Yesterday, it also presented the first data on its Celgene-partnered anti-BCMA adoptive cell therapy bb21217, showing the CAR-T achieved an objective response in 10 of 12 (83%) heavily pretreated myeloma patients, including three patients with a complete response or stringent complete response.
Crucially, the bb21217 study also showed some evidence that the CAR-T cells were persisting in the body longer than Celgene and Bluebird’s first-generation anti-BCMA therapy bb2121, which was shown at ASCO to have a high level of efficacy but disappointed some analysts as the data suggested some tailing off of activity within a year.
Bb21217 has been specifically designed to extend the persistence of the cells in the body by selecting for more memory T cells in the production process, achieved by culturing the cells in the presence of a PI3K inhibitor.
In the CRB-402 study, three of three patients showed persistence of CAR-T cells for at least six months, which is a preliminary sign the therapy could provide “a more durable benefit for patients,” according to Bluebird’s chief medical officer David Davidson, M.D.

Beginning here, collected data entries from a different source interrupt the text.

//! Scatter subsystem configuration.
//!
//! All values are validated once at setup; an invalid configuration
//! disables the subsystem without taking the host down.

use crate::error::ScatterError;

/// Placements with sampled density above this are discarded.
pub const REJECTION_THRESHOLD: f32 = 0.8;
/// Uniform scale range for accepted instances.
pub const SCALE_MIN: f32 = 0.8;
pub const SCALE_MAX: f32 = 1.5;
/// Fixed vertical offset applied to every instance.
pub const HEIGHT_OFFSET: f32 = 0.1;

/// Tunable parameters for the scatter system.
#[derive(Clone, Copy, Debug, PartialEq)]
pub struct ScatterConfig {
    /// Side length of a square chunk in world units. Must be > 0.
    pub chunk_size: f32,
    /// Placement draws attempted per chunk. The accepted count can be
    /// lower after density rejection.
    pub instance_count: usize,
    /// Master seed for reproducible placement. `None` draws a random
    /// seed at setup.
    pub seed: Option<u64>,
}

impl Default for ScatterConfig {
    fn default() -> Self {
        ScatterConfig {
            chunk_size: 50.0,
            instance_count: 100,
            seed: None,
        }
    }
}

impl ScatterConfig {
    pub fn new(chunk_size: f32, instance_count: usize) -> Self {
        ScatterConfig {
            chunk_size,
            instance_count,
            seed: None,
        }
    }

    pub fn with_seed(mut self, seed: u64) -> Self {
        self.seed = Some(seed);
        self
    }

    /// Check the configuration. Called once when the system is built.
    pub fn validate(&self) -> Result<(), ScatterError> {
        if !self.chunk_size.is_finite() || self.chunk_size <= 0.0 {
            return Err(ScatterError::Configuration(format!(
                "chunk_size must be a positive finite number, got {}",
                self.chunk_size
            )));
        }
        Ok(())
    }
}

The data in the trial only came from the first dose of bb21217 tested, and Bluebird and Celgene now plan to double that in the next stage of the trial. They reckon the new CAR-T is working exactly as hoped, showing evidence of greater persistence than bb2121 but also not eclipsing the first-generation anti-BCMA therapy when it comes to efficacy.

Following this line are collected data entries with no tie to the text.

//! Density field abstraction and backing stores.
//!
//! A density field is a 2D image-like weight map in [0, 1] that the
//! sampler reads per pixel; dense regions exclude placements. The
//! backing storage must be readable pixel by pixel, so compressed or
//! GPU-resident formats have to be decoded before they get here.

use std::path::Path;

use image::RgbaImage;
use noise::{Fbm, NoiseFn, Perlin};

use crate::error::ScatterError;

/// One pixel, channels in [0, 1] each.
pub type Rgba = [f32; 4];

/// Per-pixel readable 2D weight map.
pub trait DensityField {
    /// Field resolution as (width, height) in pixels.
    fn resolution(&self) -> (u32, u32);

    /// Read the pixel at (px, py). Callers pass coordinates inside
    /// the resolution; implementations may panic outside it.
    fn sample(&self, px: u32, py: u32) -> Rgba;
}

/// In-memory density grid, row-major.
///
/// The simplest backing store; tests and procedural callers fill it
/// directly.
#[derive(Clone)]
pub struct GridDensityField {
    width: u32,
    height: u32,
    data: Vec<f32>,
}

impl GridDensityField {
    /// Create a grid filled with a constant density.
    pub fn new_with(width: u32, height: u32, value: f32) -> Self {
        GridDensityField {
            width,
            height,
            data: vec![value; (width * height) as usize],
        }
    }

    fn index(&self, x: u32, y: u32) -> usize {
        (y * self.width + x) as usize
    }

    pub fn get(&self, x: u32, y: u32) -> f32 {
        self.data[self.index(x, y)]
    }

    pub fn set(&mut self, x: u32, y: u32, value: f32) {
        let idx = self.index(x, y);
        self.data[idx] = value;
    }

    /// Fill an axis-aligned pixel rectangle with a density value.
    /// The rectangle is clipped to the grid.
    pub fn fill_rect(&mut self, x0: u32, y0: u32, x1: u32, y1: u32, value: f32) {
        for y in y0..y1.min(self.height) {
            for x in x0..x1.min(self.width) {
                self.set(x, y, value);
            }
        }
    }
}

impl DensityField for GridDensityField {
    fn resolution(&self) -> (u32, u32) {
        (self.width, self.height)
    }

    fn sample(&self, px: u32, py: u32) -> Rgba {
        let d = self.get(px, py);
        [d, d, d, 1.0]
    }
}

/// Density field backed by a decoded RGBA image.
#[derive(Clone, Debug)]
pub struct ImageDensityField {
    image: RgbaImage,
}

impl ImageDensityField {
    /// Load and decode an image file. Decode failures are setup-time
    /// configuration errors.
    pub fn open<P: AsRef<Path>>(path: P) -> Result<Self, ScatterError> {
        let image = image::open(path.as_ref())
            .map_err(|e| {
                ScatterError::Configuration(format!(
                    "failed to load density map {}: {}",
                    path.as_ref().display(),
                    e
                ))
            })?
            .to_rgba8();
        Ok(ImageDensityField { image })
    }

    pub fn from_image(image: RgbaImage) -> Self {
        ImageDensityField { image }
    }
}

impl DensityField for ImageDensityField {
    fn resolution(&self) -> (u32, u32) {
        self.image.dimensions()
    }

    fn sample(&self, px: u32, py: u32) -> Rgba {
        let p = self.image.get_pixel(px, py).0;
        [
            p[0] as f32 / 255.0,
            p[1] as f32 / 255.0,
            p[2] as f32 / 255.0,
            p[3] as f32 / 255.0,
        ]
    }
}

/// Procedural density field sampled from fractal noise over a virtual
/// pixel resolution. Noise output is remapped from [-1, 1] to [0, 1]
/// and clamped; fBm octave sums can overshoot slightly.
pub struct NoiseDensityField {
    fbm: Fbm<Perlin>,
    width: u32,
    height: u32,
    /// Noise-space distance covered per pixel.
    frequency: f64,
}

impl NoiseDensityField {
    pub fn new(seed: u32, width: u32, height: u32, frequency: f64) -> Self {
        NoiseDensityField {
            fbm: Fbm::<Perlin>::new(seed),
            width,
            height,
            frequency,
        }
    }
}

impl DensityField for NoiseDensityField {
    fn resolution(&self) -> (u32, u32) {
        (self.width, self.height)
    }

    fn sample(&self, px: u32, py: u32) -> Rgba {
        let n = self
            .fbm
            .get([px as f64 * self.frequency, py as f64 * self.frequency]);
        let d = ((n as f32) * 0.5 + 0.5).clamp(0.0, 1.0);
        [d, d, d, 1.0]
    }
}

So why the weighed down share price? There has been some debate about a case of myelodysplastic syndrome (MDS) observed in a patient in the LentiGlobin study, raising fears about the long-term safety of the gene therapy, although Piper Jaffray analyst Tyler Van Buren reckons that could result from the intensive conditioning regimen given during the procedure rather than the therapy itself.
That is a view also held by analysts at Jefferies, who note there is a documented risk of MDS with one of the drugs used in the conditioning process. They reckon it is still too early to compare bb21217 and bb2121, but note that “in our view, this initial response signal is very encouraging, and durability of response should be the key focus for bb21217 to be differentiated from first-gen BCMA CART.”
There is, however, a host of new BCMA-targeting therapies generating data at ASH that could pose competition to both bb2121 and bb21217. That includes drug treatments such as Amgen’s bispecific antibody AMG 420 for myeloma, for which new data are due later today, as well as rival CAR-Ts from Johnson & Johnson and Celgene/Juno.
Stellar results with AMG 420 in a phase 1 trial in heavily pretreated patients, including five out of five complete responses with four of these showing no evidence of residual disease, have led to speculation that AMG 420 could pose a real threat to CAR-Ts in myeloma. Today’s presentation will be watched with interest.